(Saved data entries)

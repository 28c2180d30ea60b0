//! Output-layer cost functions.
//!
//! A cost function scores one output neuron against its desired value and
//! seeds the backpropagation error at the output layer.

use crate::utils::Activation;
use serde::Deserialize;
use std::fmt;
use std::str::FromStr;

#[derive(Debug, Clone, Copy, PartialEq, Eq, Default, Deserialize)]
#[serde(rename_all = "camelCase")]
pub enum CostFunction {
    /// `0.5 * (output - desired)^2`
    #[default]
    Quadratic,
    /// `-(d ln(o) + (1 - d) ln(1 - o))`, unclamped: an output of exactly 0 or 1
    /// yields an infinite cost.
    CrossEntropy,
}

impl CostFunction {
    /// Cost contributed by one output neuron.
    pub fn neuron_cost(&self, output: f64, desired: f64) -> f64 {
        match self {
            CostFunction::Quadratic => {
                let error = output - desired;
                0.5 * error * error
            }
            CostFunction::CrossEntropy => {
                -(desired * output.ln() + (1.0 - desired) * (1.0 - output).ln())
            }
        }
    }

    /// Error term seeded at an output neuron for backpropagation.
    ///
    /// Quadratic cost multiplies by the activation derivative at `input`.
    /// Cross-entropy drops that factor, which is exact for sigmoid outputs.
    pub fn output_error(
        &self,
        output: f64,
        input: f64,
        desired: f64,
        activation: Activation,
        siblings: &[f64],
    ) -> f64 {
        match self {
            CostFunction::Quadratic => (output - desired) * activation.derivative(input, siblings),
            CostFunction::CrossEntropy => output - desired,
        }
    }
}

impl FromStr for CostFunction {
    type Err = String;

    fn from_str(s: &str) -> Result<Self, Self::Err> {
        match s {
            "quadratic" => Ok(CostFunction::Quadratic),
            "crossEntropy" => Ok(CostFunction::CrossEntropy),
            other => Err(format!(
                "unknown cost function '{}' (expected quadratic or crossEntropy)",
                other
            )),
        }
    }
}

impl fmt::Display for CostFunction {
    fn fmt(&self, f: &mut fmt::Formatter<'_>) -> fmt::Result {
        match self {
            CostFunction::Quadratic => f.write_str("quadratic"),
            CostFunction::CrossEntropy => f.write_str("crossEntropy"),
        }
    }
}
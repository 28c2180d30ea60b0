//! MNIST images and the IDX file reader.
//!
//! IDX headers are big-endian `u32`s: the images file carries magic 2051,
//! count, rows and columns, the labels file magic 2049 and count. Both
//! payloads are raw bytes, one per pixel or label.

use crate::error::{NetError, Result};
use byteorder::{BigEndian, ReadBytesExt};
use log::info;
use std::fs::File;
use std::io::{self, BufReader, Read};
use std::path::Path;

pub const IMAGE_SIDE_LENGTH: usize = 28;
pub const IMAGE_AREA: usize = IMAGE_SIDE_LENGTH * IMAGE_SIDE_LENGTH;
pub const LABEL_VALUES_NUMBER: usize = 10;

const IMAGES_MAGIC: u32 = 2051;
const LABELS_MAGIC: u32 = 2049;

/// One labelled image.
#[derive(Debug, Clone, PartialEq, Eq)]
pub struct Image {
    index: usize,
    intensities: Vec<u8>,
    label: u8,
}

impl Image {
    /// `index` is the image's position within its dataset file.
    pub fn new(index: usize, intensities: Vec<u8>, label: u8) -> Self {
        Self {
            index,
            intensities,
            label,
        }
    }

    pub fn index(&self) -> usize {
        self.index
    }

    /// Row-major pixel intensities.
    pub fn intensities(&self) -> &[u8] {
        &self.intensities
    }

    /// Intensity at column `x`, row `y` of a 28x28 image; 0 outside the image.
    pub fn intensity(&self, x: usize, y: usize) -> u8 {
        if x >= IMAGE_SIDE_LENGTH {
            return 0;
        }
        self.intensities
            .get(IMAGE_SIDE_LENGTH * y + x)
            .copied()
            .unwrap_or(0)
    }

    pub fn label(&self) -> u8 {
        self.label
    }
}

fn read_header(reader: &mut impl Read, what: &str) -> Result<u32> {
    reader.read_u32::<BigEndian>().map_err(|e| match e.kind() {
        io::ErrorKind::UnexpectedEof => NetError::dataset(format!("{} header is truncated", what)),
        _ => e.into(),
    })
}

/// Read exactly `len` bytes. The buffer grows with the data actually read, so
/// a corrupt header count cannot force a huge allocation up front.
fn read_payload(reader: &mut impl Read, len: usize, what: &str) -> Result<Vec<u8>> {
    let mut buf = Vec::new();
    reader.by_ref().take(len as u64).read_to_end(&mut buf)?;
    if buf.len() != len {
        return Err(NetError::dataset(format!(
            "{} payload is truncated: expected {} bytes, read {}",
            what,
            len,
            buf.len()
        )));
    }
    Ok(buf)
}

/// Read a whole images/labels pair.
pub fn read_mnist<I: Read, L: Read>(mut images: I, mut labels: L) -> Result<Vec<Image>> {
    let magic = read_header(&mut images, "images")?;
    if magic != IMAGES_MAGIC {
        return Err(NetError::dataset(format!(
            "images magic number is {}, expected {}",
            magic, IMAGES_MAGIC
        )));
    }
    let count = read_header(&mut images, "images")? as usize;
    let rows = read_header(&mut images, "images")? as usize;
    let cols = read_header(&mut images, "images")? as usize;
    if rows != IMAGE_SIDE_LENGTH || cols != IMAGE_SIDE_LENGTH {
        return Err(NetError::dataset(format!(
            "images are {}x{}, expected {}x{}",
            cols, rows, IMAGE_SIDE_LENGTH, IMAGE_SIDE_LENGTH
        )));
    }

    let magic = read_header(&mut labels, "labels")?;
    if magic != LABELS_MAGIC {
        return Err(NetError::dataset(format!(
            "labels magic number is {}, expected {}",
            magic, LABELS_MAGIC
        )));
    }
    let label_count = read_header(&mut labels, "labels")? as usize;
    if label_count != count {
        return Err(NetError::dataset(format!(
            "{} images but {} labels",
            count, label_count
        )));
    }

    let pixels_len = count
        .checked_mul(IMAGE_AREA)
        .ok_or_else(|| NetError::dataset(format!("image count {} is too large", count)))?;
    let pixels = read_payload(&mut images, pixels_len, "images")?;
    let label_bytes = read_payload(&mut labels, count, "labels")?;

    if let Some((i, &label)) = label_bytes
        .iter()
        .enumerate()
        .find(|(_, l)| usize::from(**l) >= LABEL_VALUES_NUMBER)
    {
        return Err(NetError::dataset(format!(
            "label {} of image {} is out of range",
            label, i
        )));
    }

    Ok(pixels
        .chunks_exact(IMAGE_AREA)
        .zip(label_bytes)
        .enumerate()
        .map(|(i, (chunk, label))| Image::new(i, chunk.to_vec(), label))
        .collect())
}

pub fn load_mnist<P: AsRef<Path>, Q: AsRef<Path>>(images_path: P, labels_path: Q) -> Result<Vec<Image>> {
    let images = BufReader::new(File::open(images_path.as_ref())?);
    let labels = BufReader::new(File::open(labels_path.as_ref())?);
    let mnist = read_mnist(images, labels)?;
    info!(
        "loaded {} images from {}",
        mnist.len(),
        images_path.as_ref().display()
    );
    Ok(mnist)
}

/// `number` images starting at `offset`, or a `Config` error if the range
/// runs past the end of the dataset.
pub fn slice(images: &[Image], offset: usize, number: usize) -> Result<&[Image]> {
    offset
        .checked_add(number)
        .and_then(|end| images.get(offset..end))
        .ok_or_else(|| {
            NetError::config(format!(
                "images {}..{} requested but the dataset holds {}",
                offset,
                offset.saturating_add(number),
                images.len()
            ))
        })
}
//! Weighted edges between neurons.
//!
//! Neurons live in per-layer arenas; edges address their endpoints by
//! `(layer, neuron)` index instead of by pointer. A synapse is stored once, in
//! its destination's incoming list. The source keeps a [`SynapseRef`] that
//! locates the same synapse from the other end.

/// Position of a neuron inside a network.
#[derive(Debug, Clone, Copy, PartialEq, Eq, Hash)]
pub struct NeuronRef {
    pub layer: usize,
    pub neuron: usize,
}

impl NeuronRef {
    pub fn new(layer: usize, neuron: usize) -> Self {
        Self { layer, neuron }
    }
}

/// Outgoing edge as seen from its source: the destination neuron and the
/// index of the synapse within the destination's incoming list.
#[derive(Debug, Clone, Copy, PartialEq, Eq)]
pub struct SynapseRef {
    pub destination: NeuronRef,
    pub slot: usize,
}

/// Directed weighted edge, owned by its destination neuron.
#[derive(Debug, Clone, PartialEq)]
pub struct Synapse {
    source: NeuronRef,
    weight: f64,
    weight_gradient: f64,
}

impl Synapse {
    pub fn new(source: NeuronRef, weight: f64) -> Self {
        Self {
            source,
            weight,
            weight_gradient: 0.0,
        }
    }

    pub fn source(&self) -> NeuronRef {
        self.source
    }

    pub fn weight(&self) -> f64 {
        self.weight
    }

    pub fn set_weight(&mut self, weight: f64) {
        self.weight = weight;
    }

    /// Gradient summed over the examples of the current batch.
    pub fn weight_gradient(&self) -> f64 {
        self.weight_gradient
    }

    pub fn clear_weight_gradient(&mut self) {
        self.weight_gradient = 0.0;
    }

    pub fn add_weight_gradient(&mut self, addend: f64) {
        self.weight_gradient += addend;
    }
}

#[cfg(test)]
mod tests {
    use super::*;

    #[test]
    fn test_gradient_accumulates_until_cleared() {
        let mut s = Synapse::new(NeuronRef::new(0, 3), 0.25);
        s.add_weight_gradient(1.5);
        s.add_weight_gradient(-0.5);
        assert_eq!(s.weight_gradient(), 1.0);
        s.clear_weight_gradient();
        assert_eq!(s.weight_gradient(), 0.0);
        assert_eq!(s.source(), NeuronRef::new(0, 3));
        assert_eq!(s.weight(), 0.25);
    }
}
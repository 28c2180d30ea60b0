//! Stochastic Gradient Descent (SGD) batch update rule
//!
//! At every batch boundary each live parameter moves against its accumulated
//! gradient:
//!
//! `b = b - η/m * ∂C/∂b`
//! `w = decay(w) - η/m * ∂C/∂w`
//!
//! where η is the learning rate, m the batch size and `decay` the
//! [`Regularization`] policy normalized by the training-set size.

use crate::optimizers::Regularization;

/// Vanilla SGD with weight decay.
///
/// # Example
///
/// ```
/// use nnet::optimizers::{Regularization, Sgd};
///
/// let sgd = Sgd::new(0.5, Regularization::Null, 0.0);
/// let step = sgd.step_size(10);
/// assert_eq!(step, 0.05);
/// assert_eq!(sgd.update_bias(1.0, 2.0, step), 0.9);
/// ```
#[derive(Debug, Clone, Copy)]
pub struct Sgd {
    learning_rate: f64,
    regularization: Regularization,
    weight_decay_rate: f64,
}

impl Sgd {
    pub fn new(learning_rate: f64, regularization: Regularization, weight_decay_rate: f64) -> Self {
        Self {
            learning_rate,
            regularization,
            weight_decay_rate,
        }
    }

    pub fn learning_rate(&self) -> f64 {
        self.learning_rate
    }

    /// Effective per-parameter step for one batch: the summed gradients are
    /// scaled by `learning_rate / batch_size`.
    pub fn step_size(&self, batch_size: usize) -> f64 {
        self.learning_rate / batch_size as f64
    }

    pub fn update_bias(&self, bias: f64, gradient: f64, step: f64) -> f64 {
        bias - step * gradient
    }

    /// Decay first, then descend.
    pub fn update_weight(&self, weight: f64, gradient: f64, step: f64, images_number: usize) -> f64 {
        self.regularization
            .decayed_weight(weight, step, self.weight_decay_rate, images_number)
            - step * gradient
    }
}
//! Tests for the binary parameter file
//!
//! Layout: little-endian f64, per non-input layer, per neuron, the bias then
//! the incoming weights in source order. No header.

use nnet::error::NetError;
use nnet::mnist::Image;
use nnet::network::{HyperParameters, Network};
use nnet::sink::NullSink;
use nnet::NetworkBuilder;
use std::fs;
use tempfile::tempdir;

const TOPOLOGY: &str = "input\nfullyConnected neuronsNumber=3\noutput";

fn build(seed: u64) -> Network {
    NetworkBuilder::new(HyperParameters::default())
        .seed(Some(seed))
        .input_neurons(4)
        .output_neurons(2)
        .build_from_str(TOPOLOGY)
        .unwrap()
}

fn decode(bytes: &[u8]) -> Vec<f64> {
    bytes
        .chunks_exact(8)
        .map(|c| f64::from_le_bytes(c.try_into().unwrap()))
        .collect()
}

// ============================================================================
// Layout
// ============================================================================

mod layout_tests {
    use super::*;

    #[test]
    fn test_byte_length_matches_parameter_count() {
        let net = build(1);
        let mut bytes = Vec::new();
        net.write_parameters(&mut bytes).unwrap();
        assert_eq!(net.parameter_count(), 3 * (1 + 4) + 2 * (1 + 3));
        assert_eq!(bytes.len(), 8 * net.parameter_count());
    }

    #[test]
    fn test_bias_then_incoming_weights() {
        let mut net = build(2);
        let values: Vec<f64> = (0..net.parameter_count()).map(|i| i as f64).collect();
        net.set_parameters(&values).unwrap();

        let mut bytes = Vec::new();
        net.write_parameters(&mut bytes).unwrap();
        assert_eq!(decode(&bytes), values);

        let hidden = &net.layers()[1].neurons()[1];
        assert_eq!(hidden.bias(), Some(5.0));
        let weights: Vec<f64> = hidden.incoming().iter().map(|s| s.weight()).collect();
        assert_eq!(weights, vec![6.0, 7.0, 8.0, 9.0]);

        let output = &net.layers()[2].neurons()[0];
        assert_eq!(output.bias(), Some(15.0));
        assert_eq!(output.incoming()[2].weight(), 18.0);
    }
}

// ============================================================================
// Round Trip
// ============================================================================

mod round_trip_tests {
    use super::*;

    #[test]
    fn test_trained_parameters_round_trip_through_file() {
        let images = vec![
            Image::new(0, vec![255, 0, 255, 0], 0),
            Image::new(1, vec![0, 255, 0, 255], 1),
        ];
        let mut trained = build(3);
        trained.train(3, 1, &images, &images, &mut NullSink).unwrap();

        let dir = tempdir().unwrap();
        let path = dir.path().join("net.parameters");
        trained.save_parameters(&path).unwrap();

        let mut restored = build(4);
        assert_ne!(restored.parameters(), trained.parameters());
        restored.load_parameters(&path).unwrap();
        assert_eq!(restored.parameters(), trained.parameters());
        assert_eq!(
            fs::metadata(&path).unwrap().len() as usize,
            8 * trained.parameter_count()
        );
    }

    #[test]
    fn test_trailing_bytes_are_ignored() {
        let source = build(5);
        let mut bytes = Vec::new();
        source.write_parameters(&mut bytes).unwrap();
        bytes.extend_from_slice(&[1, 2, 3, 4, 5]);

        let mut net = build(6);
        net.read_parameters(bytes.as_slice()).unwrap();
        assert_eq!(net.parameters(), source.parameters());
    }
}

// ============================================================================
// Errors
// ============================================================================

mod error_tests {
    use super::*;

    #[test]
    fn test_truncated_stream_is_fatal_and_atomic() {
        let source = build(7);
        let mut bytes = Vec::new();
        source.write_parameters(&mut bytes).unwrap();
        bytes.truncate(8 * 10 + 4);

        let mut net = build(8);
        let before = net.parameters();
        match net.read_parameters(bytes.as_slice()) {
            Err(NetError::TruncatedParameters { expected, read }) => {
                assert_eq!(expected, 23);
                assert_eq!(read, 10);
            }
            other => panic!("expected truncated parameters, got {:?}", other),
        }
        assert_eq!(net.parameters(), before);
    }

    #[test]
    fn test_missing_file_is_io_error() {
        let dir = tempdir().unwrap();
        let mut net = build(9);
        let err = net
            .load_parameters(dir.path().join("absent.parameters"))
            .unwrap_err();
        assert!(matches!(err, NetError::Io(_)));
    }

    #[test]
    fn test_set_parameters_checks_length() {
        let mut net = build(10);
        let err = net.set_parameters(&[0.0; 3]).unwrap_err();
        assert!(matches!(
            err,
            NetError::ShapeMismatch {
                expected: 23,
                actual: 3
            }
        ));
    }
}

WORK TO BE COMPLETED: Lines after the one containing "use std::str::FromStr;" are left out; every line from the start of the entries through that line is restated word for word.

EXERCISE RESPONSE:
repository 28c2180d30ea60b0
//! Output-layer cost functions.
//!
//! A cost function scores one output neuron against its desired value and
//! seeds the backpropagation error at the output layer.

use crate::utils::Activation;
use serde::Deserialize;
use std::fmt;
use std::str::FromStr;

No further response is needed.